● ACTION ITEM: Look through the entries and count each line that includes the string "Option". Reply with the number alone.

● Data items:
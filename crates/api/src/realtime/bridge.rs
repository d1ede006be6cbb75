//! Cross-process pub/sub bridge
//!
//! Several server instances run behind a load balancer, and a recipient may be
//! connected to any of them. The bridge publishes envelopes to a shared broker
//! and every instance re-delivers what it receives to its own [`Hub`].
//!
//! Delivery is best-effort and at-most-once: nothing is retried or persisted
//! here, the notification record in the database is the durable copy.

use std::sync::atomic::{AtomicBool, Ordering};
use std::sync::Arc;
use std::time::Duration;

use async_trait::async_trait;
use courier_shared::{EntityId, Role};
use futures::stream::BoxStream;
use futures::StreamExt;
use redis::aio::ConnectionManager;
use redis::AsyncCommands;
use serde::{Deserialize, Serialize};
use tokio::sync::{broadcast, Mutex};
use tokio::task::JoinHandle;
use tokio_retry::strategy::{jitter, ExponentialBackoff};
use tokio_util::sync::CancellationToken;
use uuid::Uuid;

use super::envelope::Envelope;
use super::hub::Hub;

#[derive(Debug, thiserror::Error)]
pub enum BridgeError {
    #[error("Redis error: {0}")]
    Redis(#[from] redis::RedisError),

    #[error("Broker unavailable: {0}")]
    Unavailable(String),
}

/// One message received from the broker
#[derive(Debug, Clone, PartialEq, Eq)]
pub struct BrokerMessage {
    pub topic: String,
    pub payload: String,
}

/// Topic-based publish/subscribe transport shared by all instances
#[async_trait]
pub trait Broker: Send + Sync {
    async fn publish(&self, topic: &str, payload: String) -> Result<(), BridgeError>;

    /// Subscribe to `topics`; the stream ends when the subscription is lost
    async fn subscribe(
        &self,
        topics: &[String],
    ) -> Result<BoxStream<'static, BrokerMessage>, BridgeError>;
}

// =============================================================================
// Redis
// =============================================================================

/// Redis PUBLISH/SUBSCRIBE broker
pub struct RedisBroker {
    client: redis::Client,
    publisher: Mutex<Option<ConnectionManager>>,
}

impl RedisBroker {
    /// Parse the URL; no connection is made until first use
    pub fn open(redis_url: &str) -> Result<Self, BridgeError> {
        Ok(Self {
            client: redis::Client::open(redis_url)?,
            publisher: Mutex::new(None),
        })
    }

    async fn publisher(&self) -> Result<ConnectionManager, BridgeError> {
        let mut publisher = self.publisher.lock().await;
        if let Some(conn) = publisher.as_ref() {
            return Ok(conn.clone());
        }

        // The manager reconnects by itself after this
        let conn = ConnectionManager::new(self.client.clone()).await?;
        *publisher = Some(conn.clone());
        Ok(conn)
    }
}

#[async_trait]
impl Broker for RedisBroker {
    async fn publish(&self, topic: &str, payload: String) -> Result<(), BridgeError> {
        let mut conn = self.publisher().await?;
        let receivers: i64 = conn.publish(topic, payload).await?;
        tracing::trace!(topic, receivers, "Published bridge frame");
        Ok(())
    }

    async fn subscribe(
        &self,
        topics: &[String],
    ) -> Result<BoxStream<'static, BrokerMessage>, BridgeError> {
        let mut pubsub = self.client.get_async_pubsub().await?;
        for topic in topics {
            pubsub.subscribe(topic).await?;
        }

        let messages = pubsub.into_on_message().filter_map(|msg| async move {
            match msg.get_payload::<String>() {
                Ok(payload) => Some(BrokerMessage {
                    topic: msg.get_channel_name().to_string(),
                    payload,
                }),
                Err(e) => {
                    tracing::warn!(error = %e, "Non-text payload on bridge channel");
                    None
                }
            }
        });

        Ok(messages.boxed())
    }
}

// =============================================================================
// Loopback
// =============================================================================

/// In-process broker for single-instance deployments and tests.
///
/// Every clone shares the same channel, so two bridges built on clones of one
/// loopback broker behave like two instances on one Redis.
#[derive(Clone)]
pub struct LoopbackBroker {
    tx: broadcast::Sender<BrokerMessage>,
    online: Arc<AtomicBool>,
}

impl Default for LoopbackBroker {
    fn default() -> Self {
        Self::new()
    }
}

impl LoopbackBroker {
    pub fn new() -> Self {
        let (tx, _) = broadcast::channel(1024);
        Self {
            tx,
            online: Arc::new(AtomicBool::new(true)),
        }
    }

    /// Simulate the broker going away or coming back.
    ///
    /// Going offline fails publishes and new subscriptions; existing
    /// subscriptions keep their stream.
    pub fn set_online(&self, online: bool) {
        self.online.store(online, Ordering::Release);
    }

    fn check_online(&self) -> Result<(), BridgeError> {
        if self.online.load(Ordering::Acquire) {
            Ok(())
        } else {
            Err(BridgeError::Unavailable("loopback broker offline".to_string()))
        }
    }
}

#[async_trait]
impl Broker for LoopbackBroker {
    async fn publish(&self, topic: &str, payload: String) -> Result<(), BridgeError> {
        self.check_online()?;
        // No subscribers is not an error for pub/sub
        let _ = self.tx.send(BrokerMessage {
            topic: topic.to_string(),
            payload,
        });
        Ok(())
    }

    async fn subscribe(
        &self,
        topics: &[String],
    ) -> Result<BoxStream<'static, BrokerMessage>, BridgeError> {
        self.check_online()?;
        let topics = topics.to_vec();
        let rx = self.tx.subscribe();

        let messages = futures::stream::unfold(rx, |mut rx| async move {
            loop {
                match rx.recv().await {
                    Ok(message) => return Some((message, rx)),
                    Err(broadcast::error::RecvError::Lagged(skipped)) => {
                        tracing::warn!(skipped, "Loopback subscriber lagged");
                    }
                    Err(broadcast::error::RecvError::Closed) => return None,
                }
            }
        })
        .filter(move |message| futures::future::ready(topics.contains(&message.topic)));

        Ok(messages.boxed())
    }
}

// =============================================================================
// Bridge
// =============================================================================

/// Frame carried over the broker
#[derive(Debug, Clone, Serialize, Deserialize)]
struct BridgeFrame {
    /// Publishing instance; an instance skips its own frames
    origin: Uuid,
    role: Role,
    /// `None` addresses every online entity of `role`
    entity_id: Option<EntityId>,
    envelope: Envelope,
}

#[derive(Debug, Clone)]
pub struct BridgeSettings {
    /// Topics are `<prefix><role>`
    pub channel_prefix: String,
    pub publish_timeout: Duration,
    pub reconnect_max_delay: Duration,
}

impl Default for BridgeSettings {
    fn default() -> Self {
        Self {
            channel_prefix: String::new(),
            publish_timeout: Duration::from_millis(500),
            reconnect_max_delay: Duration::from_secs(30),
        }
    }
}

struct BridgeInner {
    broker: Arc<dyn Broker>,
    hub: Hub,
    instance_id: Uuid,
    settings: BridgeSettings,
    connected: AtomicBool,
}

/// Publishes envelopes for remote instances and re-delivers theirs locally
#[derive(Clone)]
pub struct Bridge {
    inner: Arc<BridgeInner>,
}

impl Bridge {
    pub fn new(broker: Arc<dyn Broker>, hub: Hub, settings: BridgeSettings) -> Self {
        Self {
            inner: Arc::new(BridgeInner {
                broker,
                hub,
                instance_id: Uuid::new_v4(),
                settings,
                connected: AtomicBool::new(false),
            }),
        }
    }

    pub fn instance_id(&self) -> Uuid {
        self.inner.instance_id
    }

    /// Whether the subscription to the broker is currently established
    pub fn is_connected(&self) -> bool {
        self.inner.connected.load(Ordering::Acquire)
    }

    pub fn topic(&self, role: Role) -> String {
        format!("{}{}", self.inner.settings.channel_prefix, role.as_str())
    }

    /// Publish `envelope` for `(role, entity_id)` to every instance.
    ///
    /// Returns true once the broker accepted the frame. Returns false, after
    /// logging, when the bridge is disconnected, the publish fails, or it does
    /// not complete within the publish timeout.
    pub async fn publish(&self, role: Role, entity_id: EntityId, envelope: &Envelope) -> bool {
        self.publish_frame(role, Some(entity_id), envelope).await
    }

    /// Publish `envelope` for every online entity of `role` on every instance
    pub async fn publish_broadcast(&self, role: Role, envelope: &Envelope) -> bool {
        self.publish_frame(role, None, envelope).await
    }

    async fn publish_frame(&self, role: Role, entity_id: Option<EntityId>, envelope: &Envelope) -> bool {
        if !self.is_connected() {
            tracing::warn!(
                role = %role,
                entity_id = ?entity_id,
                "Bridge disconnected, skipping cross-instance publish"
            );
            return false;
        }

        let frame = BridgeFrame {
            origin: self.inner.instance_id,
            role,
            entity_id,
            envelope: envelope.clone(),
        };
        let payload = match serde_json::to_string(&frame) {
            Ok(payload) => payload,
            Err(e) => {
                tracing::error!(error = ?e, "Failed to serialize bridge frame");
                return false;
            }
        };

        let topic = self.topic(role);
        match tokio::time::timeout(
            self.inner.settings.publish_timeout,
            self.inner.broker.publish(&topic, payload),
        )
        .await
        {
            Ok(Ok(())) => {
                tracing::debug!(topic = %topic, entity_id = ?entity_id, "Envelope published to bridge");
                true
            }
            Ok(Err(e)) => {
                tracing::warn!(topic = %topic, error = %e, "Bridge publish failed");
                false
            }
            Err(_) => {
                tracing::warn!(
                    topic = %topic,
                    timeout = ?self.inner.settings.publish_timeout,
                    "Bridge publish timed out"
                );
                false
            }
        }
    }

    /// Hand a received payload to the local hub; true if a local connection took it
    fn deliver(&self, payload: &str) -> bool {
        let frame: BridgeFrame = match serde_json::from_str(payload) {
            Ok(frame) => frame,
            Err(e) => {
                tracing::warn!(error = %e, "Discarding malformed bridge frame");
                return false;
            }
        };

        if frame.origin == self.inner.instance_id {
            return false;
        }

        match frame.entity_id {
            Some(entity_id) => self.inner.hub.send_to(frame.role, entity_id, frame.envelope),
            None => self.inner.hub.broadcast(frame.role, frame.envelope) > 0,
        }
    }

    fn backoff(&self) -> impl Iterator<Item = Duration> {
        // 200ms, 400ms, 800ms, ... capped, with jitter
        ExponentialBackoff::from_millis(2)
            .factor(100)
            .max_delay(self.inner.settings.reconnect_max_delay)
            .map(jitter)
    }

    /// Run the subscriber until `cancel` fires, reconnecting with backoff
    pub fn spawn(&self, cancel: CancellationToken) -> JoinHandle<()> {
        let bridge = self.clone();
        tokio::spawn(async move { bridge.run(cancel).await })
    }

    async fn run(self, cancel: CancellationToken) {
        let topics: Vec<String> = Role::ALL.iter().map(|role| self.topic(*role)).collect();
        let mut backoff = self.backoff();

        loop {
            let subscribed = tokio::select! {
                _ = cancel.cancelled() => break,
                subscribed = self.inner.broker.subscribe(&topics) => subscribed,
            };

            match subscribed {
                Ok(mut messages) => {
                    self.inner.connected.store(true, Ordering::Release);
                    backoff = self.backoff();
                    tracing::info!(
                        instance_id = %self.inner.instance_id,
                        topics = ?topics,
                        "Bridge subscribed"
                    );

                    loop {
                        tokio::select! {
                            _ = cancel.cancelled() => {
                                self.inner.connected.store(false, Ordering::Release);
                                return;
                            }
                            next = messages.next() => match next {
                                Some(message) => {
                                    self.deliver(&message.payload);
                                }
                                None => break,
                            },
                        }
                    }

                    self.inner.connected.store(false, Ordering::Release);
                    tracing::warn!("Bridge subscription lost, reconnecting");
                }
                Err(e) => {
                    tracing::warn!(error = %e, "Bridge subscribe failed");
                }
            }

            let delay = backoff
                .next()
                .unwrap_or(self.inner.settings.reconnect_max_delay);
            tokio::select! {
                _ = cancel.cancelled() => break,
                _ = tokio::time::sleep(delay) => {}
            }
        }

        self.inner.connected.store(false, Ordering::Release);
        tracing::info!("Bridge stopped");
    }
}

● EXERCISE RESPONSE: 3